Bean is now just over 10 months old and weighs 3.4 pounds. He's extremely skinny, a very typical long-legged deer head boy but there's not an ounce of fat on him and you can see his spine clearly. He's VERY active and is gets good-quality small breed puppy formula food. Is this normal? Our family has another chi who is bigger than Bean but is also extremely skinny but seems sturdier than Bean is.

We got a new chi yesterday, a little apple-head girl we named Zoey, and she's all ready 1.7 pounds at 7 weeks 3 days. If a diet change is needed for him I want to do it while we're still transitioning her. Thanks!


----------



## TLI (Sep 3, 2008)

If you can see his bones (ribs and hip) I would increase his food, and maybe even add some type of supplement. I would discuss this with your Vet first, though. There is one used by a few of the members here, can’t recall the name. Being on the thin side is actually healthier than being on the chubby side, but too thin isn’t good either. Very similar to humans, really. For optimal health, you want just a thin layer of fat over the ribs.


----------



## Moony (Aug 27, 2009)

He free-feeds and always has so I don't know how I could get him to eat more. Both of them are going to the vet Monday (he's just getting his nails clipped) so I'll ask about a supplement. Hopefully we get the exotics vet because she has no problem telling it how it is and is very knowledgeable. 
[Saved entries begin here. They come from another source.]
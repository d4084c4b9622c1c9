use serde::{Deserialize, Serialize};

use super::SubjectId;
use crate::constants::limits;

/// A single release published by a subtitle group.
#[derive(Debug, Clone, Default, PartialEq, Eq, Serialize, Deserialize)]
#[serde(default)]
pub struct Release {
    pub id: u64,
    pub title: String,
    pub resolution: Option<String>,
    pub subtitle_type: Option<String>,
    pub file_size: Option<String>,
    pub magnet_url: Option<String>,
    pub torrent_url: Option<String>,
    pub release_date: Option<String>,
}

#[derive(Debug, Clone, Default, PartialEq, Eq, Serialize, Deserialize)]
#[serde(default)]
pub struct SubtitleGroup {
    pub id: u64,
    pub name: String,
    pub resource_count: u32,
    pub resources: Vec<Release>,
}

#[derive(Debug, Clone, Default, PartialEq, Eq, Serialize, Deserialize)]
#[serde(default)]
pub struct AppliedFilters {
    pub resolution: Option<String>,
    pub subtitle_type: Option<String>,
}

#[derive(Debug, Clone, Default, PartialEq, Eq, Serialize, Deserialize)]
#[serde(default)]
pub struct ResourcePagination {
    pub limit: u32,
    pub offset: u32,
    pub total: u32,
}

#[derive(Debug, Clone, Default, PartialEq, Eq, Serialize, Deserialize)]
#[serde(default)]
pub struct ResourceListing {
    pub bangumi_id: SubjectId,
    pub episode: Option<u32>,
    pub total_resources: u32,
    pub subtitle_groups: Vec<SubtitleGroup>,
    pub filters: AppliedFilters,
    pub pagination: ResourcePagination,
}

impl ResourceListing {
    #[must_use]
    pub fn is_empty(&self) -> bool {
        self.total_resources == 0
    }

    pub fn releases(&self) -> impl Iterator<Item = (&SubtitleGroup, &Release)> {
        self.subtitle_groups
            .iter()
            .flat_map(|group| group.resources.iter().map(move |r| (group, r)))
    }
}

/// Filter and paging options for a resource listing request.
#[derive(Debug, Clone, Default, PartialEq, Eq, Hash)]
pub struct ResourceFilter {
    pub resolution: Option<String>,
    pub subtitle_type: Option<String>,
    pub limit: Option<u32>,
    pub offset: Option<u32>,
}

impl ResourceFilter {
    /// Requested page size. Zero means the default.
    #[must_use]
    pub fn limit(&self) -> u32 {
        self.limit
            .filter(|&limit| limit != 0)
            .unwrap_or(limits::DEFAULT_RESOURCE_LIMIT)
    }

    #[must_use]
    pub fn offset(&self) -> u32 {
        self.offset.unwrap_or(0)
    }

    /// Empty filter values are treated as "no filter".
    #[must_use]
    pub fn resolution(&self) -> Option<&str> {
        self.resolution.as_deref().filter(|s| !s.is_empty())
    }

    #[must_use]
    pub fn subtitle_type(&self) -> Option<&str> {
        self.subtitle_type.as_deref().filter(|s| !s.is_empty())
    }
}
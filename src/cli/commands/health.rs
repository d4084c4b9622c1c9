//! Health command handler

use crate::state::AppState;

pub async fn cmd_health(state: &AppState) -> anyhow::Result<()> {
    let health = state.health.health().await?;

    let indicator = if health.is_healthy() { "✓" } else { "✗" };
    println!("{indicator} Backend {} ({})", health.status, state.http.base_url());
    println!("  Version:  {}", health.version);
    println!("  Database: {}", health.database_status);
    println!("  Time:     {}", health.timestamp);

    if let Some(stats) = &health.cache_stats {
        println!("  Cache:");
        for (key, value) in stats {
            println!("    {key}: {value}");
        }
    }

    Ok(())
}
You can't see his ribs unless he's bowing or otherwise stretched out but you can see his hips quite easily. He's really healthy otherwise, had a negative heartworm test two weeks ago and the vet didn't say anything when we were there for that.


----------



## TLI (Sep 3, 2008)

Sounds like he is doing wonderful! I wouldn't worry much. Some are just built thin. I would just ask your Vet about the supplement.


----------